I'm trying to figure out a better way to write the following query that is generated by WordPress's WP_Query
class. Right now it is very slow.
SELECT SQL_CALC_FOUND_ROWS wp_posts.*
FROM wp_posts
INNER JOIN wp_postmeta ON (wp_posts.ID = wp_postmeta.post_id)
INNER JOIN wp_postmeta AS mt1 ON (wp_posts.ID = mt1.post_id)
INNER JOIN wp_postmeta AS mt2 ON (wp_posts.ID = mt2.post_id)
INNER JOIN wp_postmeta AS mt3 ON (wp_posts.ID = mt3.post_id)
INNER JOIN wp_postmeta AS mt4 ON (wp_posts.ID = mt4.post_id)
INNER JOIN wp_postmeta AS mt5 ON (wp_posts.ID = mt5.post_id)
INNER JOIN wp_postmeta AS mt6 ON (wp_posts.ID = mt6.post_id)
INNER JOIN wp_postmeta AS mt7 ON (wp_posts.ID = mt7.post_id)
INNER JOIN wp_postmeta AS mt8 ON (wp_posts.ID = mt8.post_id)
WHERE 1=1 AND wp_posts.post_type = 'gemstone'
AND (wp_posts.post_status = 'publish' OR wp_posts.post_status = 'future' OR wp_posts.post_status = 'draft' OR wp_posts.post_status = 'pending' OR wp_posts.post_status = 'private')
AND (wp_postmeta.meta_key = 'gemstone_active_price'
AND (mt1.meta_key = 'gemstone_status' AND CAST(mt1.meta_value AS CHAR) = 'Available')
AND (mt2.meta_key = 'gemstone_length' AND CAST(mt2.meta_value AS DECIMAL(10,2)) BETWEEN '0' AND '9')
AND (mt3.meta_key = 'gemstone_width' AND CAST(mt3.meta_value AS DECIMAL(10,2)) BETWEEN '0' AND '9')
AND (mt4.meta_key = 'gemstone_depth' AND CAST(mt4.meta_value AS DECIMAL(10,2)) BETWEEN '0' AND '7')
AND (mt5.meta_key = 'gemstone_color' AND CAST(mt5.meta_value AS CHAR) IN ('L','K','J','I','H','G','F','E','D'))
AND (mt6.meta_key = 'gemstone_clarity' AND CAST(mt6.meta_value AS CHAR) IN ('I3','I2','I1','SI2','SI1','VS2','VVS2','VVS1','IF','FL'))
AND (mt7.meta_key = 'gemstone_weight' AND CAST(mt7.meta_value AS DECIMAL(10,2)) BETWEEN '0.67' AND '1.85')
AND (mt8.meta_key = 'gemstone_active_price' AND CAST(mt8.meta_value AS DECIMAL(10,2)) BETWEEN '960' AND '2300')
)
GROUP BY wp_posts.ID
ORDER BY wp_postmeta.meta_value+0 ASC
LIMIT 0, 20
I know it looks like a big mess, but the whole thing executes very quickly when I don't have the 2 IN
statements in the WHERE clause (mt5 and mt6 above).
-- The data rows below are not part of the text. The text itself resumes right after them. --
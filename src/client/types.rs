//! Wire types exchanged with the banking backend.

use serde::{Deserialize, Serialize};

use crate::session::SessionRecord;

/// Body of the TAN confirmation request.
#[derive(Debug, Clone, PartialEq, Eq, Serialize)]
#[serde(rename_all = "camelCase")]
pub struct TanConfirmationBody<'a> {
    /// Omitted from the JSON entirely while the session has no TAN.
    #[serde(skip_serializing_if = "Option::is_none")]
    pub tan_number: Option<&'a str>,
    pub iban: &'a str,
    pub consent_id: &'a str,
    pub payment_id: &'a str,
}

impl<'a> From<&'a SessionRecord> for TanConfirmationBody<'a> {
    fn from(record: &'a SessionRecord) -> Self {
        Self {
            tan_number: record.tan.as_deref(),
            iban: &record.iban,
            consent_id: &record.consent_id,
            payment_id: &record.payment_id,
        }
    }
}

/// Body of the consent decision request. Never carries the TAN.
#[derive(Debug, Clone, PartialEq, Eq, Serialize)]
#[serde(rename_all = "camelCase")]
pub struct ConsentBody<'a> {
    pub iban: &'a str,
    pub consent_id: &'a str,
    pub payment_id: &'a str,
}

impl<'a> From<&'a SessionRecord> for ConsentBody<'a> {
    fn from(record: &'a SessionRecord) -> Self {
        Self {
            iban: &record.iban,
            consent_id: &record.consent_id,
            payment_id: &record.payment_id,
        }
    }
}

/// A single payment as stored by the ASPSP mock server.
///
/// The server serializes unset fields as `null`, so everything is optional.
#[derive(Debug, Clone, Default, PartialEq, Serialize, Deserialize)]
#[serde(rename_all = "camelCase", default)]
pub struct SinglePayments {
    pub end_to_end_identification: Option<String>,
    pub debtor_account: Option<AccountReference>,
    pub ultimate_debtor: Option<String>,
    pub instructed_amount: Option<Amount>,
    pub creditor_account: Option<AccountReference>,
    pub creditor_agent: Option<String>,
    pub creditor_name: Option<String>,
    pub creditor_address: Option<Address>,
    pub ultimate_creditor: Option<String>,
    pub purpose_code: Option<String>,
    pub remittance_information_unstructured: Option<String>,
    pub remittance_information_structured: Option<Remittance>,
    pub requested_execution_date: Option<Timestamp>,
    pub requested_execution_time: Option<Timestamp>,
}

/// Reference to an account by one of its identifiers.
#[derive(Debug, Clone, Default, PartialEq, Eq, Serialize, Deserialize)]
#[serde(rename_all = "camelCase", default)]
pub struct AccountReference {
    #[serde(alias = "id")]
    pub account_id: Option<String>,
    pub iban: Option<String>,
    pub bban: Option<String>,
    pub pan: Option<String>,
    pub masked_pan: Option<String>,
    pub msisdn: Option<String>,
    /// ISO 4217 code, e.g. "EUR".
    pub currency: Option<String>,
}

/// Monetary amount; `content` is the decimal string the server sends.
#[derive(Debug, Clone, PartialEq, Eq, Serialize, Deserialize)]
pub struct Amount {
    pub currency: String,
    pub content: String,
}

#[derive(Debug, Clone, Default, PartialEq, Eq, Serialize, Deserialize)]
#[serde(rename_all = "camelCase", default)]
pub struct Address {
    pub street: Option<String>,
    pub building_number: Option<String>,
    pub city: Option<String>,
    pub postal_code: Option<String>,
    pub country: Option<String>,
}

#[derive(Debug, Clone, Default, PartialEq, Eq, Serialize, Deserialize)]
#[serde(rename_all = "camelCase", default)]
pub struct Remittance {
    pub reference: Option<String>,
    pub reference_type: Option<String>,
    pub reference_issuer: Option<String>,
}

/// Date or time as the server emits it: epoch milliseconds or an ISO string.
#[derive(Debug, Clone, PartialEq, Eq, Serialize, Deserialize)]
#[serde(untagged)]
pub enum Timestamp {
    Millis(i64),
    Text(String),
}

/// Outcome of a confirmation POST.
#[derive(Debug, Clone, PartialEq)]
pub struct ConfirmationResponse {
    pub status: u16,
    pub body: ConfirmationBody,
}

/// Confirmation endpoints answer JSON or a rendered page, depending on deployment.
#[derive(Debug, Clone, PartialEq)]
pub enum ConfirmationBody {
    Json(serde_json::Value),
    Text(String),
    Empty,
}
The problem is, I don't know SQL well enough to figure out another way to write the query that avoids using the IN
statements. Any ideas?
UPDATE:
Here is the EXPLAIN
output for this query in case it will help anyone. If anyone has any other thoughts, I'm open to anything. This has me completely stumped.
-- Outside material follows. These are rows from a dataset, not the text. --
//! A banking session: one client plus the record it currently holds.

use std::future::Future;
use std::sync::Arc;

use arc_swap::ArcSwap;

use crate::client::{BankingClient, ConfirmationResponse, ConsentDecision, SinglePayments};
use crate::error::BankingResult;
use crate::session::record::SessionRecord;

/// Holds one [`SessionRecord`] and issues backend calls with it.
///
/// The record is swapped atomically, so concurrent readers see either the
/// previous record or the new one, never a mix of both.
pub struct BankingSession {
    client: BankingClient,
    record: ArcSwap<SessionRecord>,
}

impl BankingSession {
    /// New session with an empty record.
    pub fn new(client: BankingClient) -> Self {
        Self::with_record(client, SessionRecord::default())
    }

    pub fn with_record(client: BankingClient, record: SessionRecord) -> Self {
        Self {
            client,
            record: ArcSwap::from_pointee(record),
        }
    }

    /// Replace the held record wholesale. Fields of the old record are not kept.
    pub fn save_data(&self, record: SessionRecord) {
        self.record.store(Arc::new(record));
    }

    /// The record currently held.
    pub fn load_data(&self) -> Arc<SessionRecord> {
        self.record.load_full()
    }

    pub fn client(&self) -> &BankingClient {
        &self.client
    }

    /// Confirm the held TAN.
    ///
    /// The record is read when this is called; nothing is sent until the
    /// returned future is awaited.
    pub fn post_tan(&self) -> impl Future<Output = BankingResult<ConfirmationResponse>> + Send + 'static {
        let client = self.client.clone();
        let record = self.load_data();
        async move { client.post_tan(&record).await }
    }

    /// Decide the held consent. Same call-time snapshot as [`Self::post_tan`].
    pub fn post_consent(
        &self,
        decision: ConsentDecision,
    ) -> impl Future<Output = BankingResult<ConfirmationResponse>> + Send + 'static {
        let client = self.client.clone();
        let record = self.load_data();
        async move { client.post_consent(&record, decision).await }
    }

    /// Like [`Self::post_consent`] for a decision given as text.
    ///
    /// Unknown decisions fail with `InvalidArgument` without contacting the backend.
    pub async fn post_consent_str(&self, decision: &str) -> BankingResult<ConfirmationResponse> {
        let decision: ConsentDecision = decision.parse()?;
        self.post_consent(decision).await
    }

    /// Fetch the payment the held record points at; `None` if the backend has none.
    pub fn get_single_payments(
        &self,
    ) -> impl Future<Output = BankingResult<Option<SinglePayments>>> + Send + 'static {
        let client = self.client.clone();
        let record = self.load_data();
        async move { client.get_single_payments(&record).await }
    }
}

#[cfg(test)]
mod tests {
    use super::*;

    fn session() -> BankingSession {
        BankingSession::new(BankingClient::new("http://bank.local").unwrap())
    }

    #[test]
    fn test_starts_empty() {
        assert_eq!(*session().load_data(), SessionRecord::default());
    }

    #[test]
    fn test_save_then_load_round_trip() {
        let session = session();
        let record = SessionRecord::new("DE89", "c1", "p1").with_tan("123456");
        session.save_data(record.clone());
        assert_eq!(*session.load_data(), record);
    }

    #[test]
    fn test_save_replaces_without_merge() {
        let session = session();
        session.save_data(SessionRecord::new("DE89", "c1", "p1").with_tan("123456"));
        session.save_data(SessionRecord::new("DE44", "c2", "p2"));
        let loaded = session.load_data();
        assert_eq!(loaded.tan, None);
        assert_eq!(loaded.consent_id, "c2");
    }

    #[test]
    fn test_earlier_snapshot_unaffected_by_save() {
        let session = session();
        session.save_data(SessionRecord::new("DE89", "c1", "p1"));
        let before = session.load_data();
        session.save_data(SessionRecord::new("DE44", "c2", "p2"));
        assert_eq!(before.payment_id, "p1");
        assert_eq!(session.load_data().payment_id, "p2");
    }
}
id select_type table type possible_keys key key_len ref rows Extra
1 SIMPLE wp_postmeta ref post_id,meta_key meta_key 768 const 2 Using where; Using temporary; Using filesort
1 SIMPLE mt1 ref post_id,meta_key post_id 8 db.wp_postmeta.post_id 2 Using where
1 SIMPLE mt2 ref post_id,meta_key post_id 8 db.mt1.post_id 2 Using where
1 SIMPLE mt3 ref post_id,meta_key post_id 8 db.wp_postmeta.post_id 2 Using where
1 SIMPLE mt4 ref post_id,meta_key post_id 8 db.mt2.post_id 2 Using where
1 SIMPLE mt5 ref post_id,meta_key post_id 8 db.wp_postmeta.post_id 2 Using where
1 SIMPLE mt6 ref post_id,meta_key post_id 8 db.wp_postmeta.post_id 2 Using where
1 SIMPLE mt7 ref post_id,meta_key post_id 8 db.mt3.post_id 2 Using where
1 SIMPLE mt8 ref post_id,meta_key post_id 8 db.wp_postmeta.post_id 2 Using where
1 SIMPLE wp_posts eq_ref PRIMARY,type_status_date PRIMARY 8 db.wp_postmeta.post_id 1 Using where
UPDATE 2:
After some more experimentation, I have realized that it's not just the IN()
statements that are slowing this query down. It seems that any combination of more than one IN()
with more than 3 BETWEEN...AND...
statements has a dramatic impact on performance.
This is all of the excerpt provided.